When is a PAK’nSAVE not a big yellow store with plenty of car parks around it? That’s right, when the store is located on the main road between Apia and Samoa’s Faleolo international airport. The store is yellow alright, but somehow lacks the dimensions and presence of its illustrious New Zealand counterparts. Would we notice the store even, if it did not claim to be a PAK’nSAVE? Probably not. But as we have grown up on a steady diet of brand awareness, visual association and corporate identity recognition, we do.

And we immediately recognise that something is not right, as we are running around with a normative standard in the back of our heads, which we then use to make value judgements.

Perception works in a similar fashion. Because ‘we’ have been on holiday, and we have seen plenty of other people on our holidays, we perceive that just about everyone we come in contact with has also been on holiday.

This is not such a simple assumption to make any more and our perception may therefore be totally wrong.

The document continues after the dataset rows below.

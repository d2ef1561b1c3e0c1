/*
 * This Source Code Form is subject to the terms of the Mozilla Public
 * License, v. 2.0. If a copy of the MPL was not distributed with this
 * file, You can obtain one at https://mozilla.org/MPL/2.0/.
 */

use super::fixed_curve::*;
use crate::geo::*;
use crate::path::*;
use crate::error::*;
use crate::consts::*;

use itertools::*;
use roots::find_roots_quadratic;
use smallvec::{smallvec, SmallVec};

///
/// Finds the parameters in (0, 1) where one axis of a curve changes direction
///
/// These are the roots of the derivative `3at^2 + 2bt + c` of the curve polynomial. At most two values are
/// returned, in ascending order.
///
pub fn monotonic_points(v0: f64, v1: f64, v2: f64, v3: f64) -> SmallVec<[f64; 2]> {
    let c = 3.0 * (v1 - v0);
    let b = 3.0 * (v2 - v1) - c;
    let a = v3 - v0 - c - b;

    let mut result: SmallVec<[f64; 2]> = smallvec![];

    if a == 0.0 {
        // Derivative is linear
        if b != 0.0 {
            result.push(-c / (2.0 * b));
        }
    } else if c == 0.0 {
        // One root is at t = 0
        result.push(-2.0 * b / (3.0 * a));
    } else {
        result.extend(find_roots_quadratic(3.0 * a, 2.0 * b, c).as_ref().iter().copied());
    }

    result.retain(|t| *t > SMALL_DISTANCE && *t < 1.0 - SMALL_DISTANCE);
    result.sort_by(|a, b| a.total_cmp(b));
    result.dedup_by(|a, b| (*a - *b).abs() < SMALL_DISTANCE);

    result
}

///
/// The parameters where a curve must be split to leave pieces that are monotonic in both x and y
///
pub fn curve_split_points(curve: &FixedCurve) -> SmallVec<[f64; 4]> {
    let axis = |v0: Fixed, v1: Fixed, v2: Fixed, v3: Fixed| monotonic_points(v0.0 as f64, v1.0 as f64, v2.0 as f64, v3.0 as f64);

    let x_points = axis(curve.start.x, curve.cp1.x, curve.cp2.x, curve.end.x);
    let y_points = axis(curve.start.y, curve.cp1.y, curve.cp2.y, curve.end.y);

    x_points.into_iter()
        .merge_by(y_points, |a, b| a <= b)
        .dedup_by(|a, b| (*a - *b).abs() < SMALL_DISTANCE)
        .collect()
}

///
/// True if a curve never changes direction in x or in y
///
#[inline]
pub fn curve_is_monotonic(curve: &FixedCurve) -> bool {
    curve_split_points(curve).is_empty()
}

///
/// One axis of a curve as polynomial coefficients, in fixed units
///
#[derive(Copy, Clone)]
struct AxisPolynomial {
    a: f64,
    b: f64,
    c: f64,
    d: f64,
}

impl AxisPolynomial {
    fn new(v0: Fixed, v1: Fixed, v2: Fixed, v3: Fixed) -> AxisPolynomial {
        let (a, b, c) = FixedCurve::coefficients(v0.0 as i64, v1.0 as i64, v2.0 as i64, v3.0 as i64);
        AxisPolynomial { a: a as f64, b: b as f64, c: c as f64, d: v0.0 as f64 }
    }

    #[inline]
    fn value_at(&self, t: f64) -> Fixed {
        Fixed((((self.a * t + self.b) * t + self.c) * t + self.d).round() as i32)
    }

    ///
    /// The two inner control values of the section between `t0` and `t1`
    ///
    fn section_control_values(&self, t0: f64, t1: f64) -> (Fixed, Fixed) {
        let AxisPolynomial { a, b, c, d } = *self;
        let u = t1 - t0;

        // Substitute t = t0 + u*s and read off the new coefficients
        let cc  = (3.0 * a * t0 * t0 + 2.0 * b * t0 + c) * u;
        let bb  = (3.0 * a * t0 + b) * u * u;
        let dd  = ((a * t0 + b) * t0 + c) * t0 + d;

        let v1  = dd + cc / 3.0;
        let v2  = v1 + (bb + cc) / 3.0;

        (Fixed(v1.round() as i32), Fixed(v2.round() as i32))
    }
}

///
/// Extracts the section of a curve between two parameter values
///
/// The end points of the section are evaluated exactly the same way for any parameter, so neighbouring
/// sections meet at the same fixed-point position. Parameters of 0 and 1 return the original end points.
///
pub fn section_of_curve(curve: &FixedCurve, t0: f64, t1: f64) -> FixedCurve {
    let x = AxisPolynomial::new(curve.start.x, curve.cp1.x, curve.cp2.x, curve.end.x);
    let y = AxisPolynomial::new(curve.start.y, curve.cp1.y, curve.cp2.y, curve.end.y);

    let point_at = |t: f64| {
        if t <= 0.0 {
            curve.start
        } else if t >= 1.0 {
            curve.end
        } else {
            FixedPoint::new(x.value_at(t), y.value_at(t))
        }
    };

    let (x1, x2) = x.section_control_values(t0, t1);
    let (y1, y2) = y.section_control_values(t0, t1);

    FixedCurve::new(point_at(t0), FixedPoint::new(x1, y1), FixedPoint::new(x2, y2), point_at(t1))
}

///
/// Splits a curve in two at `t`
///
#[inline]
pub fn split_curve(curve: &FixedCurve, t: f64) -> (FixedCurve, FixedCurve) {
    (section_of_curve(curve, 0.0, t), section_of_curve(curve, t, 1.0))
}

///
/// Appends the pieces of a curve that are monotonic in both x and y to a list of segments
///
/// The first piece carries `notes`; the rest also carry `NOT_FIRST`.
///
pub fn monotonize_curve(curve: &FixedCurve, notes: SegmentNotes, segments: &mut Vec<Segment>) -> Result<(), GeometryError> {
    let split_points = curve_split_points(curve);

    segments.try_reserve(split_points.len() + 1)?;

    let mut t0 = 0.0;
    for (idx, t1) in split_points.iter().copied().chain(Some(1.0)).enumerate() {
        let section     = section_of_curve(curve, t0, t1);
        let notes       = if idx == 0 { notes } else { notes | SegmentNotes::NOT_FIRST };

        segments.push(Segment::Curve { cp1: section.cp1, cp2: section.cp2, to: section.end, notes });
        t0 = t1;
    }

    Ok(())
}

The country certainly no longer closes down in its totality any more. These days have long gone. Even uni students acknowledge that the ‘summer school’ concept has some merits these days. If we were a straight forward consultation business, we might just get away closing up shop for up to six weeks, subject to cashflow forecasts. But as an IVA, a produce survey business and a mystery shopping services provider, closing up shop when we are keenly needed by our seasonal clients, extended summer holidays are not a luxury The AgriChain Centre can indulge in.

So here we are. Anniversary weekends and Waitangi Day packed away for another year. No more public holidays until Easter. Schools are back but the main body of uni students is mercifully still a couple of weeks away from hitting the roads and contribution to Auckland’s ever increasing congestion.

Everything back to normal then? Not quite. This time last year, we were just becoming familiar with this new virus, Covid-19 and had difficulty in remembering its name. Today, a year later, Covid has invaded our entire existential framework and there is no escaping, even if we ‘perceive’ everything being back to normal. We might not see many people with masks around unless we take public transport, all the shops are open and we can meet mates at the pubs. But that alone does not constitute ‘normal.’

Perceptions are not fail proof! We have not seen the last of Covid yet. I would like to wish all of you a healthy and successful 2021 with the resilience to withstand the challenges Covid will have in place for us throughout the year and the presence of mind to do the right thing, at the right time and , in the right way.